── The input ──

//! Video and playlist management routes.
//!
//! Every handler acts on behalf of the session user; items owned by someone
//! else answer exactly like missing ones.

use axum::{
    extract::{DefaultBodyLimit, Multipart, Path, Query, State},
    http::StatusCode,
    response::{IntoResponse, Response},
    routing::{delete, get, post, put},
    Json, Router,
};
use serde::{Deserialize, Serialize};
use tracing::{debug, warn};

use super::api_error::{error_response, ApiResult, JsonBody};
use super::session::Session;
use super::state::{GuardedLibraryManager, ServerState};
use crate::content_store::{
    MembershipId, Playlist, PlaylistEntry, PlaylistId, PlaylistUpdate, VideoId,
};

/// Multipart framing overhead allowed on top of the video size limit.
const MULTIPART_OVERHEAD: usize = 1024 * 1024;

/// Base64 thumbnails are captured client-side from a video frame.
const THUMBNAIL_BODY_LIMIT: usize = 10 * 1024 * 1024;

#[derive(Debug, Serialize)]
struct DeletedResponse {
    deleted: i64,
}

#[derive(Debug, Serialize)]
struct RemovedResponse {
    removed: bool,
}

#[derive(Debug, Deserialize)]
struct ThumbnailBody {
    thumbnail_data: String,
}

#[derive(Debug, Serialize)]
struct ThumbnailResponse {
    thumbnail: Option<String>,
}

#[derive(Debug, Deserialize)]
struct CreatePlaylistBody {
    name: String,
    #[serde(default)]
    description: Option<String>,
}

#[derive(Debug, Deserialize)]
struct PlaylistQuery {
    #[serde(default)]
    include_videos: bool,
}

#[derive(Debug, Serialize)]
struct PlaylistDetails {
    #[serde(flatten)]
    playlist: Playlist,
    #[serde(skip_serializing_if = "Option::is_none")]
    videos: Option<Vec<PlaylistEntry>>,
}

#[derive(Debug, Deserialize)]
struct AddVideoBody {
    video_id: VideoId,
}

#[derive(Debug, Deserialize)]
struct RemoveVideoQuery {
    video_id: VideoId,
}

#[derive(Debug, Deserialize)]
struct ReorderBody {
    membership_ids: Vec<MembershipId>,
}

// Videos

async fn list_videos(
    session: Session,
    State(library): State<GuardedLibraryManager>,
) -> ApiResult<Response> {
    Ok(Json(library.list_videos(session.user_id)?).into_response())
}

async fn get_video(
    session: Session,
    State(library): State<GuardedLibraryManager>,
    Path(id): Path<VideoId>,
) -> ApiResult<Response> {
    Ok(Json(library.get_video(session.user_id, id)?).into_response())
}

/// POST /upload, multipart with a `file` field and an optional `duration`.
async fn upload_video(
    session: Session,
    State(library): State<GuardedLibraryManager>,
    mut multipart: Multipart,
) -> ApiResult<Response> {
    let mut file: Option<(String, Option<String>, Vec<u8>)> = None;
    let mut duration: Option<f64> = None;

    loop {
        let field = match multipart.next_field().await {
            Ok(Some(field)) => field,
            Ok(None) => break,
            Err(e) => {
                warn!("Failed to read multipart upload: {}", e);
                return Ok(error_response(e.status(), e.body_text()));
            }
        };
        let field_name = field.name().unwrap_or("").to_string();
        match field_name.as_str() {
            "file" => {
                let filename = field.file_name().unwrap_or("").to_string();
                let content_type = field.content_type().map(str::to_string);
                match field.bytes().await {
                    Ok(bytes) => file = Some((filename, content_type, bytes.to_vec())),
                    Err(e) => {
                        warn!("Failed to read file data: {}", e);
                        return Ok(error_response(e.status(), e.body_text()));
                    }
                }
            }
            "duration" => {
                if let Ok(text) = field.text().await {
                    duration = text.trim().parse::<f64>().ok().filter(|d| *d >= 0.0);
                }
            }
            _ => {}
        }
    }

    let Some((filename, content_type, data)) = file else {
        return Ok(error_response(StatusCode::BAD_REQUEST, "No video file uploaded"));
    };
    if filename.is_empty() {
        return Ok(error_response(StatusCode::BAD_REQUEST, "No filename provided"));
    }

    debug!(
        "User {} uploading {} ({} bytes, {:?})",
        session.user_id,
        filename,
        data.len(),
        content_type
    );
    let video = library
        .upload_video(
            session.user_id,
            &filename,
            content_type.as_deref(),
            duration,
            &data,
        )
        .await?;
    Ok((StatusCode::CREATED, Json(video)).into_response())
}

async fn delete_video(
    session: Session,
    State(library): State<GuardedLibraryManager>,
    Path(id): Path<VideoId>,
) -> ApiResult<Response> {
    library.delete_video(session.user_id, id).await?;
    Ok(Json(DeletedResponse { deleted: id }).into_response())
}

async fn set_video_thumbnail(
    session: Session,
    State(library): State<GuardedLibraryManager>,
    Path(id): Path<VideoId>,
    JsonBody(body): JsonBody<ThumbnailBody>,
) -> ApiResult<Response> {
    let video = library
        .set_video_thumbnail(session.user_id, id, &body.thumbnail_data)
        .await?;
    Ok(Json(ThumbnailResponse {
        thumbnail: video.thumbnail,
    })
    .into_response())
}

// Playlists

async fn list_playlists(
    session: Session,
    State(library): State<GuardedLibraryManager>,
) -> ApiResult<Response> {
    Ok(Json(library.list_playlists(session.user_id)?).into_response())
}

async fn create_playlist(
    session: Session,
    State(library): State<GuardedLibraryManager>,
    JsonBody(body): JsonBody<CreatePlaylistBody>,
) -> ApiResult<Response> {
    let playlist =
        library.create_playlist(session.user_id, &body.name, body.description.as_deref())?;
    Ok((StatusCode::CREATED, Json(playlist)).into_response())
}

async fn get_playlist(
    session: Session,
    State(library): State<GuardedLibraryManager>,
    Path(id): Path<PlaylistId>,
    Query(query): Query<PlaylistQuery>,
) -> ApiResult<Response> {
    let playlist = library.get_playlist(session.user_id, id)?;
    let videos = if query.include_videos {
        Some(library.list_entries(session.user_id, id)?)
    } else {
        None
    };
    Ok(Json(PlaylistDetails { playlist, videos }).into_response())
}

async fn update_playlist(
    session: Session,
    State(library): State<GuardedLibraryManager>,
    Path(id): Path<PlaylistId>,
    JsonBody(update): JsonBody<PlaylistUpdate>,
) -> ApiResult<Response> {
    Ok(Json(library.update_playlist(session.user_id, id, &update)?).into_response())
}

async fn delete_playlist(
    session: Session,
    State(library): State<GuardedLibraryManager>,
    Path(id): Path<PlaylistId>,
) -> ApiResult<Response> {
    library.delete_playlist(session.user_id, id)?;
    Ok(Json(DeletedResponse { deleted: id }).into_response())
}

async fn list_playlist_videos(
    session: Session,
    State(library): State<GuardedLibraryManager>,
    Path(id): Path<PlaylistId>,
) -> ApiResult<Response> {
    Ok(Json(library.list_entries(session.user_id, id)?).into_response())
}

async fn add_playlist_video(
    session: Session,
    State(library): State<GuardedLibraryManager>,
    Path(id): Path<PlaylistId>,
    JsonBody(body): JsonBody<AddVideoBody>,
) -> ApiResult<Response> {
    let membership = library.add_video_to_playlist(session.user_id, id, body.video_id)?;
    Ok((StatusCode::CREATED, Json(membership)).into_response())
}

/// DELETE /{id}/videos?video_id=N removes one occurrence of the video.
async fn remove_playlist_video(
    session: Session,
    State(library): State<GuardedLibraryManager>,
    Path(id): Path<PlaylistId>,
    Query(query): Query<RemoveVideoQuery>,
) -> ApiResult<Response> {
    let removed = library.remove_video_from_playlist(session.user_id, id, query.video_id)?;
    Ok(Json(RemovedResponse { removed }).into_response())
}

async fn remove_playlist_entry(
    session: Session,
    State(library): State<GuardedLibraryManager>,
    Path((id, membership_id)): Path<(PlaylistId, MembershipId)>,
) -> ApiResult<Response> {
    let removed = library.remove_entry(session.user_id, id, membership_id)?;
    Ok(Json(RemovedResponse { removed }).into_response())
}

async fn reorder_playlist_videos(
    session: Session,
    State(library): State<GuardedLibraryManager>,
    Path(id): Path<PlaylistId>,
    JsonBody(body): JsonBody<ReorderBody>,
) -> ApiResult<Response> {
    let entries = library.reorder_entries(session.user_id, id, &body.membership_ids)?;
    Ok(Json(entries).into_response())
}

pub fn video_routes(max_upload_size: u64) -> Router<ServerState> {
    let body_limit = usize::try_from(max_upload_size)
        .unwrap_or(usize::MAX)
        .saturating_add(MULTIPART_OVERHEAD);

    Router::new()
        .route("/", get(list_videos))
        .route(
            "/upload",
            post(upload_video).layer(DefaultBodyLimit::max(body_limit)),
        )
        .route("/{id}", get(get_video).delete(delete_video))
        .route(
            "/{id}/thumbnail",
            post(set_video_thumbnail).layer(DefaultBodyLimit::max(THUMBNAIL_BODY_LIMIT)),
        )
}

pub fn playlist_routes() -> Router<ServerState> {
    Router::new()
        .route("/", get(list_playlists).post(create_playlist))
        .route(
            "/{id}",
            get(get_playlist).put(update_playlist).delete(delete_playlist),
        )
        .route(
            "/{id}/videos",
            get(list_playlist_videos)
                .post(add_playlist_video)
                .delete(remove_playlist_video),
        )
        .route("/{id}/videos/reorder", put(reorder_playlist_videos))
        .route("/{id}/videos/{membership_id}", delete(remove_playlist_entry))
}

───

Problem to work on: The answer consists of every line above in which the word "await" occurs.

Answer section:
        let field = match multipart.next_field().await {
                match field.bytes().await {
                if let Ok(text) = field.text().await {
        .await?;
    library.delete_video(session.user_id, id).await?;
        .await?;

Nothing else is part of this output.